Listed entries:

..........

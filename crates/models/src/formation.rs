use sea_orm::{entity::prelude::*, Set, ConnectionTrait};
use uuid::Uuid;
use chrono::Utc;
use serde::{Deserialize, Serialize};

use crate::{errors, user};

/// Scheduled training session with a seat limit.
#[derive(Clone, Debug, PartialEq, DeriveEntityModel, Serialize, Deserialize)]
#[sea_orm(table_name = "formation")]
pub struct Model {
    #[sea_orm(primary_key, auto_increment = false)]
    pub id: Uuid,
    pub title: String,
    #[sea_orm(column_type = "Text")]
    pub description: String,
    pub location: String,
    pub starts_at: DateTimeWithTimeZone,
    pub duration_minutes: i32,
    pub capacity: i32,
    pub last_updated_by: Option<Uuid>,
    pub created_at: DateTimeWithTimeZone,
    pub updated_at: DateTimeWithTimeZone,
}

#[derive(Copy, Clone, Debug, EnumIter)]
pub enum Relation { LastUpdater }

impl RelationTrait for Relation {
    fn def(&self) -> RelationDef {
        match self {
            Relation::LastUpdater => Entity::belongs_to(user::Entity).from(Column::LastUpdatedBy).to(user::Column::Id).into(),
        }
    }
}

impl ActiveModelBehavior for ActiveModel {}

/// Form fields shared by create and edit.
#[derive(Clone, Debug, Serialize, Deserialize)]
pub struct FormationInput {
    pub title: String,
    pub description: String,
    pub location: String,
    pub starts_at: DateTimeWithTimeZone,
    pub duration_minutes: i32,
    pub capacity: i32,
}

pub fn validate(input: &FormationInput) -> Result<(), errors::ModelError> {
    errors::require_text("title", &input.title, 160)?;
    errors::require_text("description", &input.description, 4000)?;
    errors::require_text("location", &input.location, 255)?;
    if input.duration_minutes <= 0 {
        return Err(errors::ModelError::Validation("duration_minutes must be positive".into()));
    }
    if input.capacity <= 0 {
        return Err(errors::ModelError::Validation("capacity must be positive".into()));
    }
    Ok(())
}

pub async fn create<C: ConnectionTrait>(db: &C, input: FormationInput, updated_by: Uuid) -> Result<Model, errors::ModelError> {
    validate(&input)?;
    let now = Utc::now().into();
    let am = ActiveModel {
        id: Set(Uuid::new_v4()),
        title: Set(input.title.trim().to_string()),
        description: Set(input.description.trim().to_string()),
        location: Set(input.location.trim().to_string()),
        starts_at: Set(input.starts_at),
        duration_minutes: Set(input.duration_minutes),
        capacity: Set(input.capacity),
        last_updated_by: Set(Some(updated_by)),
        created_at: Set(now),
        updated_at: Set(now),
    };
    Ok(am.insert(db).await?)
}
use thiserror::Error;

#[derive(Debug, Error)]
pub enum ModelError {
    #[error("validation error: {0}")]
    Validation(String),
    #[error("database error: {0}")]
    Db(String),
}

impl From<sea_orm::DbErr> for ModelError {
    fn from(e: sea_orm::DbErr) -> Self {
        ModelError::Db(e.to_string())
    }
}

/// Reject blank or over-long free text.
pub fn require_text(field: &str, value: &str, max_len: usize) -> Result<(), ModelError> {
    if value.trim().is_empty() {
        return Err(ModelError::Validation(format!("{field} required")));
    }
    if value.chars().count() > max_len {
        return Err(ModelError::Validation(format!("{field} longer than {max_len} characters")));
    }
    Ok(())
}
//! Services offered by providers.

use chrono::Utc;
use common::pagination::{PaginatedList, Pagination};
use models::service_requisition::RequisitionStatus;
use models::{service, service_category, service_requisition, user};
use sea_orm::{ActiveModelTrait, ColumnTrait, DatabaseConnection, EntityTrait, QueryFilter, QueryOrder, Set, TransactionTrait};
use serde::Deserialize;
use tracing::{info, instrument};
use uuid::Uuid;

use crate::access::{Actor, Permission};
use crate::errors::ServiceError;
use crate::gamification::ScoredAction;
use crate::services::gamification_service;

#[derive(Clone, Debug, Deserialize)]
pub struct ServiceInput {
    pub category_id: Uuid,
    pub name: String,
    pub description: String,
    #[serde(default)]
    pub price: Option<f64>,
}

#[derive(Clone, Copy, Debug, Default, Deserialize)]
pub struct ListingFilter {
    #[serde(default)]
    pub category_id: Option<Uuid>,
    #[serde(default)]
    pub provider_id: Option<Uuid>,
}

async fn find(db: &DatabaseConnection, id: Uuid) -> Result<service::Model, ServiceError> {
    service::Entity::find_by_id(id).one(db).await?.ok_or_else(|| ServiceError::not_found("service"))
}

async fn find_owned(db: &DatabaseConnection, actor: &Actor, id: Uuid) -> Result<service::Model, ServiceError> {
    let found = find(db, id).await?;
    if found.provider_id != actor.user_id {
        return Err(ServiceError::Forbidden("service belongs to another provider".into()));
    }
    Ok(found)
}

/// Requestable services, optionally narrowed by category or provider.
pub async fn list_public(db: &DatabaseConnection, filter: ListingFilter, opts: Pagination) -> Result<PaginatedList<service::Model>, ServiceError> {
    let mut query = service::Entity::find()
        .filter(service::Column::IsActive.eq(true))
        .filter(service::Column::IsBlocked.eq(false));
    if let Some(category) = filter.category_id {
        query = query.filter(service::Column::CategoryId.eq(category));
    }
    if let Some(provider) = filter.provider_id {
        query = query.filter(service::Column::ProviderId.eq(provider));
    }
    let rows = query.order_by_asc(service::Column::Name).all(db).await?;
    Ok(PaginatedList::create(rows, opts))
}

/// Every service of the caller, including inactive and blocked ones.
pub async fn list_mine(db: &DatabaseConnection, actor: &Actor, opts: Pagination) -> Result<PaginatedList<service::Model>, ServiceError> {
    let rows = service::Entity::find()
        .filter(service::Column::ProviderId.eq(actor.user_id))
        .order_by_desc(service::Column::CreatedAt)
        .all(db)
        .await?;
    Ok(PaginatedList::create(rows, opts))
}

/// Hidden services are visible to their owner and to moderators only.
pub async fn get(db: &DatabaseConnection, actor: Option<&Actor>, id: Uuid) -> Result<service::Model, ServiceError> {
    let found = find(db, id).await?;
    if !found.is_requestable() {
        match actor {
            Some(actor) => actor.require_owner_or(found.provider_id, Permission::ModerateServices)?,
            None => return Err(ServiceError::not_found("service")),
        }
    }
    Ok(found)
}

/// Create a service and award the provider the active per-service points.
#[instrument(skip(db, input), fields(provider = %actor.user_id))]
pub async fn create(db: &DatabaseConnection, actor: &Actor, input: ServiceInput) -> Result<service::Model, ServiceError> {
    actor.require(Permission::OfferServices)?;
    let provider = user::Entity::find_by_id(actor.user_id).one(db).await?.ok_or_else(|| ServiceError::not_found("user"))?;
    if provider.is_blocked {
        return Err(ServiceError::Forbidden("blocked users cannot offer services".into()));
    }
    if service_category::Entity::find_by_id(input.category_id).one(db).await?.is_none() {
        return Err(ServiceError::Validation("category does not exist".into()));
    }
    let txn = db.begin().await?;
    let created = service::create(&txn, actor.user_id, input.category_id, &input.name, &input.description, input.price).await?;
    gamification_service::award_for(&txn, actor.user_id, &[ScoredAction::ServiceCreated]).await?;
    txn.commit().await?;
    info!(service_id = %created.id, "service_created");
    Ok(created)
}

pub async fn update(db: &DatabaseConnection, actor: &Actor, id: Uuid, input: ServiceInput) -> Result<service::Model, ServiceError> {
    let found = find_owned(db, actor, id).await?;
    service::validate_name(&input.name)?;
    service::validate_description(&input.description)?;
    service::validate_price(input.price)?;
    if input.category_id != found.category_id && service_category::Entity::find_by_id(input.category_id).one(db).await?.is_none() {
        return Err(ServiceError::Validation("category does not exist".into()));
    }
    let mut am: service::ActiveModel = found.into();
    am.category_id = Set(input.category_id);
    am.name = Set(input.name.trim().to_string());
    am.description = Set(input.description.trim().to_string());
    am.price = Set(input.price);
    am.updated_at = Set(Utc::now().into());
    Ok(am.update(db).await?)
}

/// Owner toggles whether the service accepts requisitions.
pub async fn set_active(db: &DatabaseConnection, actor: &Actor, id: Uuid, active: bool) -> Result<service::Model, ServiceError> {
    let found = find_owned(db, actor, id).await?;
    let mut am: service::ActiveModel = found.into();
    am.is_active = Set(active);
    am.updated_at = Set(Utc::now().into());
    Ok(am.update(db).await?)
}

pub async fn set_blocked(db: &DatabaseConnection, actor: &Actor, id: Uuid, blocked: bool) -> Result<service::Model, ServiceError> {
    actor.require(Permission::ModerateServices)?;
    let found = find(db, id).await?;
    let mut am: service::ActiveModel = found.into();
    am.is_blocked = Set(blocked);
    am.updated_at = Set(Utc::now().into());
    let updated = am.update(db).await?;
    info!(service_id = %id, blocked, by = %actor.user_id, "service_block_changed");
    Ok(updated)
}

/// Owner or administrator; refused while requisitions are still open.
pub async fn delete(db: &DatabaseConnection, actor: &Actor, id: Uuid) -> Result<(), ServiceError> {
    let found = find(db, id).await?;
    actor.require_owner_or(found.provider_id, Permission::DeleteAnyService)?;
    let open = service_requisition::Entity::find()
        .filter(service_requisition::Column::ServiceId.eq(found.id))
        .filter(service_requisition::Column::Status.is_in([RequisitionStatus::Pending, RequisitionStatus::Accepted]))
        .one(db)
        .await?;
    if open.is_some() {
        return Err(ServiceError::Conflict("service has open requisitions".into()));
    }
    service::Entity::delete_by_id(found.id).exec(db).await?;
    Ok(())
}

#[cfg(test)]
mod tests {
    use super::*;
    use crate::test_support::{fixtures, mock_db};
    use models::gamification;
    use models::user::Role;
    use sea_orm::MockExecResult;

    fn input(category_id: Uuid) -> ServiceInput {
        ServiceInput { category_id, name: "Pintura".into(), description: "Pintura de interiores".into(), price: Some(40.0) }
    }

    #[tokio::test]
    async fn only_providers_create() {
        let db = mock_db().into_connection();
        for role in [Role::Cliente, Role::Moderador, Role::Administrador] {
            let actor = Actor::new(Uuid::new_v4(), role);
            assert!(create(&db, &actor, input(Uuid::new_v4())).await.unwrap_err().is_hidden());
        }
    }

    #[tokio::test]
    async fn creation_awards_service_points() {
        let provider = fixtures::user(Role::Prestador);
        let category = fixtures::category(None);
        let created = service::Model { category_id: category.id, ..fixtures::service(provider.id) };
        let db = mock_db()
            .append_query_results([vec![provider.clone()]])
            .append_query_results([vec![category.clone()]])
            .append_query_results([vec![created.clone()]])
            .append_query_results([vec![fixtures::gamification(true, 1, 1, 7)]])
            .append_exec_results([MockExecResult { last_insert_id: 0, rows_affected: 1 }])
            .into_connection();
        let actor = Actor::new(provider.id, Role::Prestador);
        let result = create(&db, &actor, input(category.id)).await.unwrap();
        assert_eq!(result.id, created.id);
        let log = db.into_transaction_log();
        let txn = format!("{:?}", log.last().unwrap());
        assert!(txn.contains("total_points") && txn.contains("COMMIT"));
    }

    #[tokio::test]
    async fn creation_without_active_configuration_awards_nothing() {
        let provider = fixtures::user(Role::Prestador);
        let category = fixtures::category(None);
        let db = mock_db()
            .append_query_results([vec![provider.clone()]])
            .append_query_results([vec![category.clone()]])
            .append_query_results([vec![fixtures::service(provider.id)]])
            .append_query_results([Vec::<gamification::Model>::new()])
            .into_connection();
        let actor = Actor::new(provider.id, Role::Prestador);
        create(&db, &actor, input(category.id)).await.unwrap();
        let log = db.into_transaction_log();
        assert!(!format!("{:?}", log.last().unwrap()).contains("total_points"));
    }

    #[tokio::test]
    async fn blocked_service_hidden_from_clients() {
        let svc = service::Model { is_blocked: true, ..fixtures::service(Uuid::new_v4()) };
        let db = mock_db().append_query_results([vec![svc.clone()]]).into_connection();
        let client = Actor::new(Uuid::new_v4(), Role::Cliente);
        assert!(get(&db, Some(&client), svc.id).await.unwrap_err().is_hidden());
    }

    #[tokio::test]
    async fn other_provider_cannot_edit() {
        let svc = fixtures::service(Uuid::new_v4());
        let db = mock_db().append_query_results([vec![svc.clone()]]).into_connection();
        let other = Actor::new(Uuid::new_v4(), Role::Prestador);
        assert!(update(&db, &other, svc.id, input(svc.category_id)).await.unwrap_err().is_hidden());
    }

    #[tokio::test]
    async fn delete_refused_with_open_requisitions() {
        let svc = fixtures::service(Uuid::new_v4());
        let open = fixtures::requisition(svc.id, Uuid::new_v4(), RequisitionStatus::Accepted);
        let db = mock_db()
            .append_query_results([vec![svc.clone()]])
            .append_query_results([vec![open]])
            .into_connection();
        let owner = Actor::new(svc.provider_id, Role::Prestador);
        assert!(matches!(delete(&db, &owner, svc.id).await, Err(ServiceError::Conflict(_))));
    }
}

..........

Aim of the task: The reply should hold only the lines from the beginning of the listing to the line with "impl RelationTrait for", both ends included, unchanged.

Exercise solution:
filename crates/models/src/formation.rs
use sea_orm::{entity::prelude::*, Set, ConnectionTrait};
use uuid::Uuid;
use chrono::Utc;
use serde::{Deserialize, Serialize};

use crate::{errors, user};

/// Scheduled training session with a seat limit.
#[derive(Clone, Debug, PartialEq, DeriveEntityModel, Serialize, Deserialize)]
#[sea_orm(table_name = "formation")]
pub struct Model {
    #[sea_orm(primary_key, auto_increment = false)]
    pub id: Uuid,
    pub title: String,
    #[sea_orm(column_type = "Text")]
    pub description: String,
    pub location: String,
    pub starts_at: DateTimeWithTimeZone,
    pub duration_minutes: i32,
    pub capacity: i32,
    pub last_updated_by: Option<Uuid>,
    pub created_at: DateTimeWithTimeZone,
    pub updated_at: DateTimeWithTimeZone,
}

#[derive(Copy, Clone, Debug, EnumIter)]
pub enum Relation { LastUpdater }

impl RelationTrait for Relation {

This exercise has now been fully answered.